--- Exercise brief ---
When you copy the entries, keep every word exactly as it stands.

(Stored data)
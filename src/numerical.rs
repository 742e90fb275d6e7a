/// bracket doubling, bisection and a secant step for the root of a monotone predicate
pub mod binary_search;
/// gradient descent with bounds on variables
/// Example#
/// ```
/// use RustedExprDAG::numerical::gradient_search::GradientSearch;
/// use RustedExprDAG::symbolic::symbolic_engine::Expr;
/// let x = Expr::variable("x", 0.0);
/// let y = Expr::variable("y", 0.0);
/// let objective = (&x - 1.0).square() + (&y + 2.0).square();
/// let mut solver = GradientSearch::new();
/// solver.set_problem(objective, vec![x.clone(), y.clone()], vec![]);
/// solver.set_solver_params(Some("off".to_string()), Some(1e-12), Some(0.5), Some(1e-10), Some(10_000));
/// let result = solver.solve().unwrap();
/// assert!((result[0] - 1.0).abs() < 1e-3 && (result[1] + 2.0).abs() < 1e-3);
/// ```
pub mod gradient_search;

--- Task result ---
filename src/numerical.rs
repository 742e90fb275d6e7a
/// bracket doubling, bisection and a secant step for the root of a monotone predicate
pub mod binary_search;
/// gradient descent with bounds on variables
/// Example#
/// ```
/// use RustedExprDAG::numerical::gradient_search::GradientSearch;
/// use RustedExprDAG::symbolic::symbolic_engine::Expr;
/// let x = Expr::variable("x", 0.0);
/// let y = Expr::variable("y", 0.0);
/// let objective = (&x - 1.0).square() + (&y + 2.0).square();
/// let mut solver = GradientSearch::new();
/// solver.set_problem(objective, vec![x.clone(), y.clone()], vec![]);
/// solver.set_solver_params(Some("off".to_string()), Some(1e-12), Some(0.5), Some(1e-10), Some(10_000));
/// let result = solver.solve().unwrap();
/// assert!((result[0] - 1.0).abs() < 1e-3 && (result[1] + 2.0).abs() < 1e-3);
/// ```
pub mod gradient_search;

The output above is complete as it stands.